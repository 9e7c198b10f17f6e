use std::collections::{HashMap, HashSet};

use uuid::Uuid;

use crate::domain::rules::RuleViolation;
use crate::domain::users::user::UserSummary;

pub fn check_follow(follower: Uuid, followee: Uuid) -> Result<(), RuleViolation> {
    if follower == followee {
        return Err(RuleViolation::invalid("you cannot follow yourself"));
    }
    Ok(())
}

#[derive(Debug, Clone, PartialEq, Eq)]
pub struct Suggestion {
    pub user: UserSummary,
    pub mutual_count: i64,
}

/// Ranks second-degree connections.
///
/// `edges` are `(via, candidate)` pairs: `via` is someone `me` follows and
/// `candidate` is someone `via` follows. Candidates already followed (or
/// `me` itself) are discarded; the rest are ordered by how many followed
/// users lead to them, then by name.
pub fn rank_suggestions(
    me: Uuid,
    following: &HashSet<Uuid>,
    edges: &[(Uuid, UserSummary)],
) -> Vec<Suggestion> {
    let mut counts: HashMap<Uuid, (UserSummary, HashSet<Uuid>)> = HashMap::new();
    for (via, candidate) in edges {
        if candidate.id == me || following.contains(&candidate.id) {
            continue;
        }
        let entry = counts
            .entry(candidate.id)
            .or_insert_with(|| (candidate.clone(), HashSet::new()));
        entry.1.insert(*via);
    }
    let mut out: Vec<Suggestion> = counts
        .into_values()
        .map(|(user, vias)| Suggestion {
            user,
            mutual_count: vias.len() as i64,
        })
        .collect();
    out.sort_by(|a, b| {
        b.mutual_count
            .cmp(&a.mutual_count)
            .then_with(|| a.user.name.cmp(&b.user.name))
            .then_with(|| a.user.id.cmp(&b.user.id))
    });
    out
}
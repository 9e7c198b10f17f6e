use std::time::Duration;

use sqlx::postgres::PgPoolOptions;
use sqlx::{Pool, Postgres};

pub type PgPool = Pool<Postgres>;

const ACQUIRE_TIMEOUT: Duration = Duration::from_secs(5);

pub async fn connect_pool(database_url: &str, max_connections: u32) -> anyhow::Result<PgPool> {
    let pool = PgPoolOptions::new()
        .max_connections(max_connections.max(1))
        .acquire_timeout(ACQUIRE_TIMEOUT)
        .connect(database_url)
        .await?;
    tracing::info!(max_connections, "db_pool_ready");
    Ok(pool)
}

/// Applies the embedded schema migrations for every sub-app, enabled or not.
pub async fn migrate(pool: &PgPool) -> anyhow::Result<()> {
    sqlx::migrate!("./migrations").run(pool).await?;
    Ok(())
}

pub async fn ping(pool: &PgPool) -> bool {
    sqlx::query_scalar::<_, i32>("SELECT 1")
        .fetch_one(pool)
        .await
        .is_ok()
}

pub mod repositories;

---

■ Exercise description
Exact copies of every record are required, so retype them in full.

■ Response box
repository 9e7c198b10f17f6e
use std::collections::{HashMap, HashSet};

use uuid::Uuid;

use crate::domain::rules::RuleViolation;
use crate::domain::users::user::UserSummary;

pub fn check_follow(follower: Uuid, followee: Uuid) -> Result<(), RuleViolation> {
    if follower == followee {
        return Err(RuleViolation::invalid("you cannot follow yourself"));
    }
    Ok(())
}

#[derive(Debug, Clone, PartialEq, Eq)]
pub struct Suggestion {
    pub user: UserSummary,
    pub mutual_count: i64,
}

/// Ranks second-degree connections.
///
/// `edges` are `(via, candidate)` pairs: `via` is someone `me` follows and
/// `candidate` is someone `via` follows. Candidates already followed (or
/// `me` itself) are discarded; the rest are ordered by how many followed
/// users lead to them, then by name.
pub fn rank_suggestions(
    me: Uuid,
    following: &HashSet<Uuid>,
    edges: &[(Uuid, UserSummary)],
) -> Vec<Suggestion> {
    let mut counts: HashMap<Uuid, (UserSummary, HashSet<Uuid>)> = HashMap::new();
    for (via, candidate) in edges {
        if candidate.id == me || following.contains(&candidate.id) {
            continue;
        }
        let entry = counts
            .entry(candidate.id)
            .or_insert_with(|| (candidate.clone(), HashSet::new()));
        entry.1.insert(*via);
    }
    let mut out: Vec<Suggestion> = counts
        .into_values()
        .map(|(user, vias)| Suggestion {
            user,
            mutual_count: vias.len() as i64,
        })
        .collect();
    out.sort_by(|a, b| {
        b.mutual_count
            .cmp(&a.mutual_count)
            .then_with(|| a.user.name.cmp(&b.user.name))
            .then_with(|| a.user.id.cmp(&b.user.id))
    });
    out
}
repository 9e7c198b10f17f6e
use std::time::Duration;

use sqlx::postgres::PgPoolOptions;
use sqlx::{Pool, Postgres};

pub type PgPool = Pool<Postgres>;

const ACQUIRE_TIMEOUT: Duration = Duration::from_secs(5);

pub async fn connect_pool(database_url: &str, max_connections: u32) -> anyhow::Result<PgPool> {
    let pool = PgPoolOptions::new()
        .max_connections(max_connections.max(1))
        .acquire_timeout(ACQUIRE_TIMEOUT)
        .connect(database_url)
        .await?;
    tracing::info!(max_connections, "db_pool_ready");
    Ok(pool)
}

/// Applies the embedded schema migrations for every sub-app, enabled or not.
pub async fn migrate(pool: &PgPool) -> anyhow::Result<()> {
    sqlx::migrate!("./migrations").run(pool).await?;
    Ok(())
}

pub async fn ping(pool: &PgPool) -> bool {
    sqlx::query_scalar::<_, i32>("SELECT 1")
        .fetch_one(pool)
        .await
        .is_ok()
}

pub mod repositories;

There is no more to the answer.